En effet, la commémoration du 26 mars 2024 marquant le quarantième anniversaire du rappel à Dieu de feu Ahmed Sékou Touré a encore relancé le débat sur l’épineuse question mémorielle en Guinée. Il en est ainsi chaque fois qu’il s’agit d’une page heureuse ou douloureuse de notre histoire commune. Du Général Lansana Conté au Président Alpha Condé, en passant par le Capitaine Moussa Dadis Camara et le Général Sékouba Konaté, le peuple de Guinée reste divisé, en raison notamment des clivages politiques et ethniques, autour des questions mémorielles. Chacun va par exemple de ses propres récits et commentaires concernant entre autres l’agression 1970, les évènements du 4 juillet 1985, des 2 et 3 février 1996, du 12 juin 2006, de janvier-février 2007 et du 28 septembre 2009.

Les guinéens restent opposés par la mémoire. Ces clivages ou batailles mémorielles s’expliquent surtout par le fait qu’il n’y a jamais eu de débats sérieux sur les différents visages de notre passé qui ne cessent de faire couler beaucoup d’encre, de salive, susciter des commentaires nombreux et abondants.

Aucune bride de notre passé commun, aussi simple soit elle, ne fait l’unanimité. Au lieu d’une histoire commune avec une seule version, nous avons une histoire commune avec plusieurs versions. Malgré nous appartenons à un même Etat, nous nous reconnaissant en une même Nation, chacun raconte, comme il le veut, l’histoire de notre patrimoine commun, en fonction de ses intérêts. Oui, depuis toujours, l’histoire de la Guinée est l’otage des personnes qui tirent profit surtout des mémoires douloureuses de notre parcours collectif.

La question que nombre de guinéens se posent depuis belles lurettes est : que faut-il véritablement faire pour régler définitivement cette question mémorielle en Guinée ?

Cette question est d’autant plus importante qu’elle nous interpelle tous. Même si notre vécu collectif nous rassemble, notre mémoire, quant à elle, nous oppose sur moult questions relatives au passé de notre pays.
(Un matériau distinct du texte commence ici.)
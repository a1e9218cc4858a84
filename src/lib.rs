//! 벽체 비교 계산 로직을 라이브러리로 분리하여 CLI 외의 화면(대시보드 등)에서도 재사용한다.

pub mod app;
pub mod cli;
pub mod config;
pub mod economics;
pub mod envelope;
pub mod evaluation;
pub mod i18n;
pub mod materials;
pub mod report;
pub mod telemetry;
pub mod ui_cli;
pub mod units;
Comment réconcilier aujourd’hui les mémoires au Paradis ?

L’État ne doit aucunement attendre que les témoins des événements qui divisent l’opinion guinéenne disparaissent les uns après les autres pour engager notre pays dans un processus d’écriture de notre passé commun car, sans ces véritables témoins de notre histoire, il serait difficile voire impossible d’écrire notre histoire commune. D’où l’impérieuse nécessité de mettre en place une commission nationale pour l’éclaircissement et la recherche de la vérité historique.

Effectivement, pour taire les distensions autour de notre passé commun et permettre de l’enseigner aux jeunes et enfants dans le cadre de son appropriation par les jeunes et la meilleure connaissance de leur pays, il faut écrire notre histoire commune. Qui a fait quoi, quand, où et comment dont certains ne présentent que les côtés et aspects négatifs sur le dos d’une seule partie, doit être su par tous les guinéens. D’où l’obligation, une fois encore, pour l’État de mettre en place une commission nationale d’écriture de l’histoire de la Guinée. Cela est extrêmement important et même indispensable pour la réconciliation nationale. L’avenir de la Guinée en dépend.
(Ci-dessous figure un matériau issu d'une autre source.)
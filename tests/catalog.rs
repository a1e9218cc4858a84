//! 벽체/단열재 카탈로그 조회 규칙 회귀 테스트.
use etics_calculator::materials::{
    insulation_catalog, wall_catalog, CatalogError, InsulationType, WallType,
};

#[test]
fn every_wall_type_maps_to_its_own_entry() {
    for wall in WallType::ALL {
        assert_eq!(wall.material().wall, wall, "table order mismatch for {wall}");
    }
    assert_eq!(wall_catalog::walls().len(), WallType::ALL.len());
}

#[test]
fn walls_have_positive_u_and_non_negative_cost() {
    for wall in wall_catalog::walls() {
        assert!(wall.u_value > 0.0, "{}", wall.id);
        assert!(wall.cost_per_m2 >= 0.0, "{}", wall.id);
        assert!(wall.thickness_mm >= 0.0, "{}", wall.id);
    }
}

#[test]
fn lookup_matches_id_and_name_case_insensitively() {
    let by_id = wall_catalog::lookup("HELUZ-FAMILY-50");
    assert_eq!(by_id.wall, WallType::HeluzFamily50);
    assert_eq!(by_id.u_value, 0.11);
    let by_name = wall_catalog::lookup("porotherm 44 profi (single-layer)");
    assert_eq!(by_name.wall, WallType::Porotherm44Profi);
}

#[test]
fn unknown_wall_falls_back_to_etics_substrate() {
    let wall = wall_catalog::lookup("Straw bale 500");
    assert_eq!(wall.wall, wall_catalog::DEFAULT_SUBSTRATE);
    assert_eq!(wall.id, "porotherm-30-profi");
    assert_eq!(wall.u_value, 0.50);
    assert_eq!(wall.cost_per_m2, 1600.0);
}

#[test]
fn strict_parse_reports_unknown_wall() {
    assert_eq!(
        "straw-bale".parse::<WallType>(),
        Err(CatalogError::UnknownWall("straw-bale".to_string()))
    );
    assert_eq!(
        "legacy-solid-brick-450".parse::<WallType>(),
        Ok(WallType::LegacySolidBrick450)
    );
}

#[test]
fn legacy_wall_is_free_and_carbon_neutral() {
    let wall = WallType::LegacySolidBrick450.material();
    assert_eq!(wall.cost_per_m2, 0.0);
    assert_eq!(wall.gwp_per_m2, 0.0);
    assert_eq!(wall.u_value, 1.45);
}

#[test]
fn insulation_price_and_carbon_are_affine_in_thickness() {
    let eps = insulation_catalog::lookup(InsulationType::Eps, 160.0);
    assert_eq!(eps.cost_per_m2, 1100.0 + 160.0 * 2.5);
    assert_eq!(eps.conductivity, 0.039);
    assert!((eps.gwp_per_m2 - 26.0).abs() < 1e-9);

    let mwf = insulation_catalog::lookup(InsulationType::MineralWool, 200.0);
    assert_eq!(mwf.cost_per_m2, 2200.0);
    assert_eq!(mwf.conductivity, 0.036);
    assert!((mwf.gwp_per_m2 - 42.0).abs() < 1e-9);

    let pf = insulation_catalog::lookup(InsulationType::PhenolicFoam, 100.0);
    assert_eq!(pf.cost_per_m2, 2600.0);
    assert_eq!(pf.conductivity, 0.022);
    assert!((pf.gwp_per_m2 - 40.0).abs() < 1e-9);
}

#[test]
fn zero_thickness_adds_no_cost_or_carbon() {
    for kind in InsulationType::ALL {
        let spec = insulation_catalog::lookup(kind, 0.0);
        assert_eq!(spec.cost_per_m2, 0.0);
        assert_eq!(spec.gwp_per_m2, 0.0);
        assert!(spec.conductivity > 0.0);
    }
}

#[test]
fn unknown_insulation_name_yields_zero_spec() {
    let spec = insulation_catalog::lookup_by_name("aerogel", 120.0);
    assert_eq!(spec.kind, None);
    assert_eq!(spec.cost_per_m2, 0.0);
    assert_eq!(spec.conductivity, 0.0);
    assert_eq!(spec.gwp_per_m2, 0.0);
    assert_eq!(spec.thickness_mm, 120.0);
}

#[test]
fn insulation_aliases_parse() {
    assert_eq!("MWF".parse::<InsulationType>(), Ok(InsulationType::MineralWool));
    assert_eq!(" eps ".parse::<InsulationType>(), Ok(InsulationType::Eps));
    assert_eq!(
        "phenolic-foam".parse::<InsulationType>(),
        Ok(InsulationType::PhenolicFoam)
    );
}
En d’autres mots, pour faire toute la lumière notamment sur les pages sombres de notre vécu commun diversement apprécié par l’opinion, il serait important de créer une commission nationale d’écriture de l’histoire de la Guinée. Cette commission sera composée d’éminentes personnalités venant notamment du sérail universitaire, à savoir des historiens, des sociologues, des juristes et des hommes de lettres. Outre ces universitaires, des témoins vivants, des représentants des différentes associations des victimes, des communicateurs traditionnels venant des quatre régions naturelles de la Guinée et des personnes ressources étrangères.

Cette commission nationale d’écriture de l’histoire de la Guinée aura entre autres pour tâche de rassembler toutes les brides de notre passé. Cette démarche, bien que laborieuse, est une garantie non seulement pour penser et panser les plaies ainsi qu’éclairer la lanterne de tous les guinéens sur le passé de notre pays de l’indépendance à nos jours, mais également pour mettre fin aux délires, à la manipulation et à la déformation pour les nouvelles générations.
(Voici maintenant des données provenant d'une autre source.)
fn cs(key: &str) -> Option<&'static str> {
    use keys::*;
    let s = match key {
        ERROR_PREFIX => "Chyba",
        APP_EXIT => "Ukončuji. Nastavení uloženo.",
        CURRENCY => "Kč",
        MAIN_MENU_TITLE => "=== Kalkulátor KZS ===",
        MAIN_MENU_COMPARE => "1) Porovnat skladby",
        MAIN_MENU_CATALOG => "2) Katalog materiálů",
        MAIN_MENU_SETTINGS => "3) Nastavení",
        MAIN_MENU_EXIT => "0) Konec",
        PROMPT_MENU_SELECT => "Vyberte položku: ",
        INVALID_SELECTION_RETRY => "Neplatná volba. Zkuste to znovu.",
        ERROR_INVALID_NUMBER => "Zadejte číslo.",
        SCENARIO_NEW_BUILD => "Novostavba",
        SCENARIO_RENOVATION => "Rekonstrukce (stávající stav)",
        INSULATION_EPS => "EPS 70F (polystyren)",
        INSULATION_MINERAL_WOOL => "MWF (minerální vata)",
        INSULATION_PHENOLIC_FOAM => "Fenolická pěna",
        INSULATION_UNKNOWN => "Neznámý izolant",
        COMPARE_HEADING => "-- Porovnání skladeb --",
        PROMPT_SCENARIO => "Referenční scénář",
        PROMPT_WALL => "Zdivo reference",
        PROMPT_INSULATION => "Materiál izolantu",
        PROMPT_THICKNESS => "Tloušťka izolace [mm] (0-300)",
        PROMPT_ENERGY_PRICE => "Cena energie [{currency}/kWh]",
        PROMPT_HDD => "Počet denostupňů (HDD)",
        PROMPT_HORIZON => "Doba hodnocení [roky] (10-50)",
        PROMPT_KEEP_DEFAULT => "Enter ponechá {value}",
        REPORT_CONTEXT => "Cena energie {price} {currency}/kWh | HDD {hdd} | doba {years} let",
        REPORT_REFERENCE_HEADING => "A) Nosné zdivo / Reference",
        REPORT_PROPOSED_HEADING => "B) Návrh ETICS (zateplení)",
        REPORT_PROPOSED_LABEL => "{insulation} {thickness} + nosné zdivo",
        REPORT_INVESTMENT => "Cena investice",
        REPORT_U_VALUE => "Součinitel U",
        REPORT_WALL_THICKNESS => "Tloušťka stěny",
        REPORT_EMBODIED_CARBON => "Svázané emise",
        REPORT_ECONOMICS_HEADING => "Ekonomická analýza a návratnost",
        REPORT_ANNUAL_COST_REFERENCE => "Roční náklady (reference)",
        REPORT_ANNUAL_COST_PROPOSED => "Roční náklady (ETICS)",
        REPORT_ANNUAL_SAVINGS => "Roční úspora",
        REPORT_PAYBACK => "Prostá návratnost",
        PAYBACK_YEARS => "{years} let",
        PAYBACK_IMMEDIATE => "Ihned (investice je nižší)",
        PAYBACK_NEVER => "Nenastane (proděláváte)",
        REPORT_STRUCTURE_HEADING => "Struktura ceny",
        REPORT_STRUCTURE_INVESTMENT => "Cena investice",
        REPORT_STRUCTURE_OPERATION => "Cena provozu ({years} let)",
        VARIANT_REFERENCE => "Reference",
        VARIANT_PROPOSED => "Návrh ETICS",
        EXPORT_WRITTEN => "Vývoj nákladů uložen do {path}",
        CATALOG_WALLS_HEADING => "-- Zdivo --",
        CATALOG_INSULATION_HEADING => "-- Izolanty ETICS při {thickness} --",
        CATALOG_CONDUCTIVITY => "Tepelná vodivost",
        SETTINGS_HEADING => "-- Nastavení --",
        SETTINGS_CURRENT => "Aktuálně: jazyk={language}, jednotky={units}",
        SETTINGS_UNIT_OPTIONS => "Jednotky: 1) SI  2) Imperiální",
        SETTINGS_LANGUAGE_OPTIONS => "Jazyk: 1) auto  2) cs  3) en  4) ko",
        SETTINGS_PROMPT_CHANGE => "Volba (Enter ponechá): ",
        SETTINGS_INVALID => "Neplatný vstup, beze změny.",
        SETTINGS_SAVED => "Nastavení změněno.",
        _ => return None,
    };
    Some(s)
}

fn ko(key: &str) -> Option<&'static str> {
    use keys::*;
    let s = match key {
        ERROR_PREFIX => "오류",
        APP_EXIT => "프로그램을 종료합니다. 설정이 저장되었습니다.",
        CURRENCY => "CZK",
        MAIN_MENU_TITLE => "=== ETICS 외벽 비교 계산기 ===",
        MAIN_MENU_COMPARE => "1) 외벽 구성 비교",
        MAIN_MENU_CATALOG => "2) 자재 카탈로그",
        MAIN_MENU_SETTINGS => "3) 설정",
        MAIN_MENU_EXIT => "0) 종료",
        PROMPT_MENU_SELECT => "메뉴 선택: ",
        INVALID_SELECTION_RETRY => "잘못된 입력입니다. 다시 선택하세요.",
        ERROR_INVALID_NUMBER => "숫자를 입력하세요.",
        SCENARIO_NEW_BUILD => "신축",
        SCENARIO_RENOVATION => "리모델링 (기존 벽체)",
        INSULATION_EPS => "EPS 70F (폴리스티렌)",
        INSULATION_MINERAL_WOOL => "MWF (미네랄울)",
        INSULATION_PHENOLIC_FOAM => "페놀폼",
        INSULATION_UNKNOWN => "알 수 없는 단열재",
        COMPARE_HEADING => "-- 외벽 구성 비교 --",
        PROMPT_SCENARIO => "기준 시나리오",
        PROMPT_WALL => "기준 벽체",
        PROMPT_INSULATION => "단열재",
        PROMPT_THICKNESS => "단열 두께 [mm] (0-300)",
        PROMPT_ENERGY_PRICE => "에너지 단가 [{currency}/kWh]",
        PROMPT_HDD => "난방 도일 (HDD)",
        PROMPT_HORIZON => "평가 기간 [년] (10-50)",
        PROMPT_KEEP_DEFAULT => "엔터 시 {value} 유지",
        REPORT_CONTEXT => "에너지 단가 {price} {currency}/kWh | HDD {hdd} | 기간 {years}년",
        REPORT_REFERENCE_HEADING => "A) 내력벽 / 기준안",
        REPORT_PROPOSED_HEADING => "B) ETICS 제안안",
        REPORT_PROPOSED_LABEL => "{insulation} {thickness} + 내력벽",
        REPORT_INVESTMENT => "시공비",
        REPORT_U_VALUE => "열관류율 U",
        REPORT_WALL_THICKNESS => "벽 두께",
        REPORT_EMBODIED_CARBON => "내재탄소",
        REPORT_ECONOMICS_HEADING => "경제성 분석 및 회수기간",
        REPORT_ANNUAL_COST_REFERENCE => "연간 비용 (기준안)",
        REPORT_ANNUAL_COST_PROPOSED => "연간 비용 (ETICS)",
        REPORT_ANNUAL_SAVINGS => "연간 절감액",
        REPORT_PAYBACK => "단순 회수기간",
        PAYBACK_YEARS => "{years}년",
        PAYBACK_IMMEDIATE => "즉시 (투자비가 더 낮음)",
        PAYBACK_NEVER => "회수 불가 (운영비 절감 없음)",
        REPORT_STRUCTURE_HEADING => "비용 구조",
        REPORT_STRUCTURE_INVESTMENT => "시공비",
        REPORT_STRUCTURE_OPERATION => "운영비 ({years}년)",
        VARIANT_REFERENCE => "기준안",
        VARIANT_PROPOSED => "ETICS 제안안",
        EXPORT_WRITTEN => "누적 비용 추이를 {path}에 저장했습니다",
        CATALOG_WALLS_HEADING => "-- 벽체 --",
        CATALOG_INSULATION_HEADING => "-- ETICS 단열재 ({thickness}) --",
        CATALOG_CONDUCTIVITY => "열전도율",
        SETTINGS_HEADING => "-- 설정 --",
        SETTINGS_CURRENT => "현재: 언어={language}, 단위={units}",
        SETTINGS_UNIT_OPTIONS => "단위: 1) SI  2) Imperial",
        SETTINGS_LANGUAGE_OPTIONS => "언어: 1) auto  2) cs  3) en  4) ko",
        SETTINGS_PROMPT_CHANGE => "변경할 번호(취소하려면 엔터): ",
        SETTINGS_INVALID => "잘못된 입력이므로 변경하지 않습니다.",
        SETTINGS_SAVED => "설정이 변경되었습니다.",
        _ => return None,
    };
    Some(s)
}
Que doit faire l’État, une fois la mise en place de cette commission nationale d’écriture de l’histoire de la Guinée ?

Il doit créer les conditions pouvant faciliter l’accès à la totalité des archives guinéennes, y compris celles encore classifiées, en demandant par exemple à la France et toutes autres puissances (Nations) conservant par devers elles certaines de nos archives, la déclassification de tous les dossiers relatifs aux complots que la Guinée a connus de 1958 à 1984 et aux pages douloureuses de notre parcours collectif. L’accès à ces documents couverts par le secret de la défense nationale française pourrait bel et bien permettre la manifestation rapide et sûre de la vérité sur plusieurs zones d’ombre de notre histoire qui opposent les guinéens.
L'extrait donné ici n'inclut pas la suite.